The positive police have set up shop in every mental health service. We should write gratitude lists, mindfully eat raisins, HOPE (help other people every day), list our strengths on care plans, and think about where we might want to be in five-year’s-time when the next hour feels unsurvivable. My current care plan asks me to document my long term goals and how I will achieve them; the boxes to fill in read like an appraisal form, or something to put in a personal statement in which I try to convince someone I deserve a particular position. The form used to be about the difficulties we experience, what help we need – not an instruction to account for oneself and how we might materialise the things we want out of thin air, driven by pure (and probably literal) hunger for it.
I run a writing group for people who experience ‘psychosis’. Last week one of the members was trying to write something based on a prompt I gave them and said, apologetically, that she had nothing positive to write. I was a bit startled because I have never asked them to write in a particular way, and certainly not to write with their positive pants on. I said that the group wasn’t a space that demanded positivity, but was a space in which to be real with yourself and others, to the degree with which you are comfortable. Her reply? “That makes me want to cry”. Her response made me want to cry. And shout. What are we doing to people that we feel that unless we can speak positively we shouldn’t speak at all, particularly about the reality we experience? This violence rips words from throats; puts a sterile spin on the diverse range of human experiences; whittles us away to silt; isolates; individualises; and expects us to swallow patronising platitudes in the name of ‘recovery’ so that we may be deemed worthwhile (read: productive) subjects.
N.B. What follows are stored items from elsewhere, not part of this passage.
use crate::common::{argv, read_bytes, write_all, TmpDir};

use fillet::{Strategy, WriteTarget};

use fillet_driver::{parse_command, run, Report, ReportBody};

use flate2::read::GzDecoder;

use std::env;
use std::fs;
use std::io::Read;
use std::path::PathBuf;

fn pump(args: &[&str]) -> fillet::Result<Report> {
    let mut args = argv(args);
    args.push(String::from("--log-level=error"));
    Ok(run(args)?.unwrap())
}

fn strategies(report: &Report) -> Vec<Strategy> {
    match report.body {
        ReportBody::Pump { ref targets, .. } => targets.iter().map(|t| t.strategy).collect(),
        ReportBody::Benchmark(_) => Vec::new(),
    }
}

#[test]
fn words_with_newlines() {
    let tmp = TmpDir::new();
    let out = tmp.file("words.txt");
    let report = pump(&[
        "--word=ab",
        "--times=3",
        "--newline-mode=word",
        "--disable-disk-guard",
        &out,
    ])
    .unwrap();
    assert_eq!(read_bytes(&out), b"ab\nab\nab\n".to_vec());
    assert_eq!(report.total_written(), 9);
    assert_eq!(strategies(&report), vec![Strategy::RamBuffer]);
}

#[test]
fn append_and_write_modes() {
    let tmp = TmpDir::new();
    let out = tmp.file("modes.txt");
    for _ in 0..2 {
        pump(&["--word=x", "--times=2", "--disable-disk-guard", &out]).unwrap();
    }
    assert_eq!(read_bytes(&out), b"xxxx".to_vec());

    pump(&[
        "--word=y",
        "--times=1",
        "--write-mode=normal-write",
        "--disable-disk-guard",
        &out,
    ])
    .unwrap();
    assert_eq!(read_bytes(&out), b"y".to_vec());

    pump(&[
        "--word=z",
        "--times=2",
        "--write-mode=normal-write",
        "--resume",
        "--disable-disk-guard",
        &out,
    ])
    .unwrap();
    assert_eq!(read_bytes(&out), b"yzz".to_vec());
}

#[test]
fn offset_and_truncate() {
    let tmp = TmpDir::new();
    let out = tmp.file("patched.txt");
    write_all(&out, "..........");
    pump(&["--word=ab", "--times=2", "--offset=2", "--disable-disk-guard", &out]).unwrap();
    assert_eq!(read_bytes(&out), b"..abab....".to_vec());

    pump(&["--word=q", "--times=3", "--truncate=4", "--disable-disk-guard", &out]).unwrap();
    assert_eq!(read_bytes(&out), b"..abqqq".to_vec());
}

#[test]
fn binary_size_is_exact_for_every_strategy() {
    let tmp = TmpDir::new();
    let cases: Vec<(&str, Vec<&str>, Strategy)> = vec![
        ("ram.bin", vec![], Strategy::RamBuffer),
        ("stream.bin", vec!["--buffer-mode=stream"], Strategy::Stream),
        (
            "concurrent.bin",
            vec!["--buffer-mode=stream", "--workers=3"],
            Strategy::Concurrent(3),
        ),
        (
            "pipeline.bin",
            vec!["--buffer-mode=stream", "--concurrency=generate", "--gen-workers=2"],
            Strategy::Pipeline(2),
        ),
        ("fallback.bin", vec!["--ram-max=4KiB"], Strategy::Stream),
    ];
    for (name, extra, strategy) in cases {
        let out = tmp.file(name);
        let mut args = vec![
            "--write-mode=binary-write",
            "--pump-mode=bin1",
            "--size=10KiB",
            "--chunk=4KiB",
            "--disable-disk-guard",
        ];
        args.extend(extra);
        args.push(&out);
        let report = pump(&args).unwrap();
        assert_eq!(strategies(&report), vec![strategy], "{}", name);
        assert_eq!(read_bytes(&out), vec![0xFF; 10 * 1024], "{}", name);
    }
}

#[test]
fn hash_verify_and_json_report() {
    let tmp = TmpDir::new();
    let out = tmp.file("hashed.bin");
    let report = pump(&[
        "--pump-mode=randhex",
        "--chunk=100",
        "--times=7",
        "--hash=sha256",
        "--verify",
        "--buffer-mode=stream",
        "--disable-disk-guard",
        "--json",
        &out,
    ])
    .unwrap();
    assert!(report.kind.is_json());

    let value = report.to_json();
    assert_eq!(value["TotalBytesWritten"].as_u64(), Some(700));
    let target = &value["Targets"][0];
    assert_eq!(target["Target"].as_str(), Some(out.as_str()));
    assert_eq!(target["Strategy"].as_str(), Some("stream"));
    assert_eq!(target["Chunks"].as_u64(), Some(7));
    assert_eq!(target["Digest"].as_str().map(str::len), Some(64));
    assert_eq!(fs::metadata(&out).unwrap().len(), 700);
}

#[test]
fn gzip_output_decompresses_to_full_size() {
    let tmp = TmpDir::new();
    let cases: Vec<(&str, Vec<&str>, Strategy)> = vec![
        ("ram.gz", vec![], Strategy::RamBuffer),
        (
            "stream.gz",
            vec!["--buffer-mode=stream", "--workers=3", "--fsync-enable", "--fsync-interval=1KiB"],
            Strategy::Stream,
        ),
    ];
    for (name, extra, strategy) in cases {
        let out = tmp.file(name);
        let mut args = vec![
            "--word=abc",
            "--times=5000",
            "--compress=gzip",
            "--hash=sha256",
            "--verify",
            "--disable-disk-guard",
        ];
        args.extend(extra);
        args.push(&out);
        let report = pump(&args).unwrap();
        assert_eq!(strategies(&report), vec![strategy], "{}", name);

        let compressed = read_bytes(&out);
        assert!(compressed.len() < 15_000, "{}", name);
        let mut plain = Vec::new();
        GzDecoder::new(&compressed[..])
            .read_to_end(&mut plain)
            .unwrap();
        assert_eq!(plain.len(), 15_000, "{}", name);
        assert!(plain.chunks(3).all(|w| w == b"abc"), "{}", name);
    }
}

#[test]
fn size_cap_clips_fixed_words() {
    let tmp = TmpDir::new();
    let out = tmp.file("capped.txt");
    let report = pump(&[
        "--word=abcd",
        "--times=100",
        "--max-bytes=10",
        "--disable-disk-guard",
        &out,
    ])
    .unwrap();
    assert_eq!(report.total_written(), 10);
    assert_eq!(read_bytes(&out), b"abcdabcdab".to_vec());
}

#[test]
fn times_range_is_seeded() {
    let tmp = TmpDir::new();
    let out = tmp.file("range.txt");
    let report = pump(&[
        "--word=w",
        "--times-range=5,9",
        "--seed=11",
        "--disable-disk-guard",
        &out,
    ])
    .unwrap();
    let written = report.total_written();
    assert!(written >= 5 && written <= 9);
}

#[test]
fn directory_targets() {
    let tmp = TmpDir::new();
    let dir = tmp.file("targets");
    fs::create_dir_all(format!("{}/nested", dir)).unwrap();
    write_all(format!("{}/b.bin", dir), "");
    write_all(format!("{}/a.bin", dir), "");
    write_all(format!("{}/nested/c.bin", dir), "");

    let report = pump(&[
        "--write-mode=binary-write",
        "--pump-mode=bin0",
        "--size=1KiB",
        "--disable-disk-guard",
        &dir,
    ])
    .unwrap();
    match report.body {
        ReportBody::Pump { ref targets, .. } => {
            let names: Vec<WriteTarget> = targets.iter().map(|t| t.target.clone()).collect();
            assert_eq!(
                names,
                vec![
                    WriteTarget::Path(PathBuf::from(format!("{}/a.bin", dir))),
                    WriteTarget::Path(PathBuf::from(format!("{}/b.bin", dir))),
                ]
            );
        }
        ReportBody::Benchmark(_) => unreachable!(),
    }
    assert_eq!(read_bytes(format!("{}/a.bin", dir)).len(), 1024);
    assert_eq!(read_bytes(format!("{}/nested/c.bin", dir)).len(), 0);

    let report = pump(&[
        "--write-mode=binary-write",
        "--pump-mode=bin0",
        "--size=1KiB",
        "--recursive",
        "--disable-disk-guard",
        &dir,
    ])
    .unwrap();
    assert_eq!(report.total_written(), 3 * 1024);
}

#[test]
fn disk_guard_aborts_before_writing() {
    let tmp = TmpDir::new();
    let dir = tmp.file("guarded");
    fs::create_dir(&dir).unwrap();
    write_all(format!("{}/one.bin", dir), "");
    write_all(format!("{}/two.bin", dir), "");

    let err = pump(&[
        "--write-mode=binary-write",
        "--size=1KiB",
        "--disk-guard-margin=1000000TB",
        &dir,
    ])
    .err()
    .unwrap();
    assert_eq!(err.exit_code(), 3);
    assert_eq!(read_bytes(format!("{}/one.bin", dir)).len(), 0);
    assert_eq!(read_bytes(format!("{}/two.bin", dir)).len(), 0);

    pump(&[
        "--write-mode=binary-write",
        "--size=1KiB",
        "--disk-guard-margin=1000000TB",
        "--disable-disk-guard",
        &dir,
    ])
    .unwrap();
    assert_eq!(read_bytes(format!("{}/one.bin", dir)).len(), 1024);
    assert_eq!(read_bytes(format!("{}/two.bin", dir)).len(), 1024);
}

#[test]
fn filelist_targets() {
    let tmp = TmpDir::new();
    let list = tmp.file("targets.lst");
    write_all(&list, "# outputs\nfirst.txt\nsub/second.txt\n");

    let report = pump(&[
        "--word=k",
        "--times=4",
        "--filelist",
        &list,
        "--disable-disk-guard",
    ])
    .unwrap();
    assert_eq!(report.total_written(), 8);
    assert_eq!(read_bytes(tmp.file("first.txt")), b"kkkk".to_vec());
    assert_eq!(read_bytes(tmp.file("sub/second.txt")), b"kkkk".to_vec());
}

#[test]
fn toml_config_under_argv() {
    let tmp = TmpDir::new();
    let config = tmp.file("fillet.toml");
    write_all(
        &config,
        "word = \"cfg\"\ntimes = 5\nnewline_mode = \"word\"\nsparse = false\nverify = true\n\
         unknown_key = 1\n",
    );
    let cmd = parse_command(&argv(&["--config", &config, "--times=2", "out.txt"])).unwrap();
    assert_eq!(cmd.word, Some(String::from("cfg")));
    assert_eq!(cmd.times, Some(2));
    assert!(cmd.verify);
    assert!(!cmd.sparse);
    assert_eq!(cmd.path, Some(String::from("out.txt")));
}

#[test]
fn json_config() {
    let tmp = TmpDir::new();
    let config = tmp.file("fillet.json");
    write_all(
        &config,
        r#"{"pump-mode": "bin0", "size": "2KiB", "workers": 4, "progress": true, "seed": null}"#,
    );
    let cmd = parse_command(&argv(&[&format!("--config={}", config), "x.bin"])).unwrap();
    assert_eq!(cmd.size, Some(2048));
    assert_eq!(cmd.workers, 4);
    assert!(cmd.progress);
    assert_eq!(cmd.seed, None);

    write_all(&config, r#"{"times": {"nested": 1}}"#);
    let err = parse_command(&argv(&["--config", &config, "x.bin"])).unwrap_err();
    assert_eq!(err.exit_code(), 2);

    let yaml = tmp.file("fillet.yaml");
    write_all(&yaml, "times: 1\n");
    let err = parse_command(&argv(&["--config", &yaml, "x.bin"])).unwrap_err();
    assert_eq!(err.exit_code(), 2);
}

#[test]
fn env_under_argv() {
    env::set_var("FILLET_QUEUE_SIZE", "5");
    let cmd = parse_command(&argv(&["x.bin"])).unwrap();
    assert_eq!(cmd.queue_size, Some(5));
    let cmd = parse_command(&argv(&["--queue-size=6", "x.bin"])).unwrap();
    assert_eq!(cmd.queue_size, Some(6));
    env::remove_var("FILLET_QUEUE_SIZE");
}

#[test]
fn usage_errors() {
    assert_eq!(pump(&["--word=a", "--times=1"]).err().unwrap().exit_code(), 2);
    assert_eq!(pump(&["--word=a", "x.txt"]).err().unwrap().exit_code(), 2);
    assert_eq!(
        pump(&["--word=a", "--times=11", "--max-times=10", "x.txt"])
            .err()
            .unwrap()
            .exit_code(),
        2
    );
    assert_eq!(pump(&["--bogus", "x.txt"]).err().unwrap().exit_code(), 2);
    assert_eq!(
        pump(&["--dict=missing.txt", "--dict-ram", "--times=1", "x.txt"])
            .err()
            .unwrap()
            .exit_code(),
        1
    );
}

#[test]
fn help_and_version() {
    assert!(run(&["--help"]).unwrap().is_none());
    assert!(run(&["-V"]).unwrap().is_none());
    assert!(run(Vec::<String>::new()).unwrap().is_none());
}
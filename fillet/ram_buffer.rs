//! Accumulates the whole payload in memory, then dumps it with a single write.

use crate::commit::Commit;
use crate::metrics::SystemMetrics;
use crate::progress::ProgressLine;
use crate::pump::{Bound, WriteOptions, WriteOutcome};
use crate::sink::Sink;
use crate::source::ChunkSource;
use crate::stream::clip;
use crate::throttle::Throttle;
use crate::{Error, ErrorKind, Result};

use log::debug;

pub struct RamBufferWriter<'a> {
    opts: &'a WriteOptions,
    ram_max: u64,
    metrics: &'a dyn SystemMetrics,
}

struct Buffer {
    data: Vec<u8>,
    limit: u64,
    chunks: u64,
}

impl Buffer {
    /// Appends `chunk` unless that would take the buffer past its limit.
    fn push(&mut self, chunk: &[u8]) -> Result<()> {
        let needed = self.data.len() as u64 + chunk.len() as u64;
        if needed > self.limit {
            return Err(Error::new(ErrorKind::RamBufferOverflow {
                buffered: self.data.len() as u64,
                chunk: chunk.len() as u64,
                limit: self.limit,
            }));
        }
        let needed = needed as usize;
        if needed > self.data.capacity() {
            let target = (self.data.capacity() * 2).max(needed).min(self.limit as usize);
            self.data.reserve_exact(target - self.data.len());
        }
        self.data.extend_from_slice(chunk);
        self.chunks += 1;
        Ok(())
    }

    fn len(&self) -> u64 {
        self.data.len() as u64
    }
}

impl<'a> RamBufferWriter<'a> {
    pub fn new(opts: &'a WriteOptions, ram_max: u64, metrics: &'a dyn SystemMetrics) -> Self {
        Self {
            opts,
            ram_max,
            metrics,
        }
    }

    /// Fills the buffer from `source`, then calls `open` and writes the buffer out. The
    /// destination is not touched if accumulation fails.
    pub fn write<F>(&self, source: &mut dyn ChunkSource, bound: Bound, open: F) -> Result<WriteOutcome>
    where
        F: FnOnce() -> Result<Box<dyn Sink>>,
    {
        let throttle = Throttle::new(self.opts.limits, self.metrics);
        let mut progress = self
            .opts
            .progress
            .map(|i| ProgressLine::new(bound.byte_limit(), i, self.metrics));
        let mut buffer = Buffer {
            data: Vec::new(),
            limit: self.ram_max,
            chunks: 0,
        };

        match bound {
            Bound::Size(total) => {
                while buffer.len() < total {
                    let mut chunk = source.next_chunk()?;
                    if chunk.is_empty() {
                        return Err(Error::from("Chunk source produced an empty chunk"));
                    }
                    clip(&mut chunk, total - buffer.len());
                    buffer.push(&chunk)?;
                    throttle.after_write(buffer.len())?;
                    if let Some(p) = progress.as_mut() {
                        p.tick(buffer.len());
                    }
                }
            }
            Bound::Count { count, .. } => {
                for _ in 0..count {
                    if bound.room(buffer.len()) == Some(0) {
                        break;
                    }
                    let mut chunk = source.next_chunk()?;
                    if let Some(room) = bound.room(buffer.len()) {
                        clip(&mut chunk, room);
                    }
                    buffer.push(&chunk)?;
                    throttle.after_write(buffer.len())?;
                    if let Some(p) = progress.as_mut() {
                        p.tick(buffer.len());
                    }
                }
            }
        }
        if let Some(p) = progress.as_mut() {
            p.finish(buffer.len());
        }

        debug!("Dumping {} buffered bytes", buffer.len());
        let mut sink = open()?;
        let mut commit = Commit::new(sink.as_mut(), self.opts, self.metrics).without_holes();
        commit.write(&buffer.data)?;
        commit.finish()?;
        Ok(WriteOutcome {
            written: commit.written,
            chunks: buffer.chunks,
            elapsed: throttle.elapsed(),
            digest: commit.digest(),
        })
    }
}
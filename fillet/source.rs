//! Pull-based chunk producers.
//!
//! A `ChunkSource` never ends on its own: writers stop pulling once their bound is reached.
//! Sources that can be replicated cheaply implement `fork`, which lets multi-threaded writers
//! give every thread an independent replica instead of sharing one source behind a lock.

use crate::{lock, Result};

use std::sync::Mutex;

pub type Chunk = Vec<u8>;

pub trait ChunkSource: Send {
    fn next_chunk(&mut self) -> Result<Chunk>;

    /// Returns an independent replica of this source, if the source supports it.
    fn fork(&mut self) -> Option<Box<dyn ChunkSource>> {
        None
    }
}

impl<'a> ChunkSource for Box<dyn ChunkSource + 'a> {
    fn next_chunk(&mut self) -> Result<Chunk> {
        (**self).next_chunk()
    }

    fn fork(&mut self) -> Option<Box<dyn ChunkSource>> {
        (**self).fork()
    }
}

/// Adapts a closure into a source.
pub struct FnSource<F>(pub F);

impl<F> ChunkSource for FnSource<F>
where
    F: FnMut() -> Result<Chunk> + Send,
{
    fn next_chunk(&mut self) -> Result<Chunk> {
        (self.0)()
    }
}

/// Repeats the same chunk forever.
#[derive(Clone, Debug)]
pub struct RepeatSource {
    chunk: Chunk,
}

impl RepeatSource {
    pub fn new(chunk: Chunk) -> Self {
        Self { chunk }
    }
}

impl ChunkSource for RepeatSource {
    fn next_chunk(&mut self) -> Result<Chunk> {
        Ok(self.chunk.clone())
    }

    fn fork(&mut self) -> Option<Box<dyn ChunkSource>> {
        Some(Box::new(self.clone()))
    }
}

/// Per-thread view of a source that is fanned out to several threads.
pub(crate) enum Feed<'s, 'a> {
    Own(Box<dyn ChunkSource>),
    Shared(&'s Mutex<&'a mut dyn ChunkSource>),
}

impl<'s, 'a> Feed<'s, 'a> {
    pub fn next_chunk(&mut self) -> Result<Chunk> {
        match self {
            Feed::Own(src) => src.next_chunk(),
            Feed::Shared(src) => lock(src).next_chunk(),
        }
    }
}

/// Forks `count` replicas of `source`, or `None` if the source cannot be forked.
pub(crate) fn fork_all(
    source: &mut dyn ChunkSource,
    count: usize,
) -> Option<Vec<Box<dyn ChunkSource>>> {
    let mut forks = Vec::with_capacity(count);
    for _ in 0..count {
        forks.push(source.fork()?);
    }
    Some(forks)
}

/// Builds one feed per thread: independent forks when possible, the shared source otherwise.
pub(crate) fn feeds<'s, 'a>(
    forks: Option<Vec<Box<dyn ChunkSource>>>,
    shared: &'s Mutex<&'a mut dyn ChunkSource>,
    count: usize,
) -> Vec<Feed<'s, 'a>> {
    match forks {
        Some(forks) => forks.into_iter().map(Feed::Own).collect(),
        None => (0..count).map(|_| Feed::Shared(shared)).collect(),
    }
}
I don’t want to go all John Lennon on you, but imagine if we let people be. Imagine if we accepted that it isn’t wallowing and being resistant to treatment to be honest about how we feel? Imagine if we were willing to hold that space for people with care, and to sit alongside them in it. Imagine if we decolonised the narrative, stopped asking people to superficially cover wounds that need suturing and healing from the bottom up. Contrary to neoliberal propaganda, of which the recovery discourse is fast becoming a sacred part, this doesn’t cause people to be stuck in a sick role and too dependent (whatever that means given we are all dependent on others), but allows for the possibility of being seen, being accompanied, and possibly moving through it with help.
Interestingly, the group member I mentioned above, though speaking of her fears and upset of the previous two weeks, wrote a very positive poem. I am not convinced this is because she miraculously felt that way, but because the obligation to be positive has hijacked her from the inside. Violence isn’t always bloody.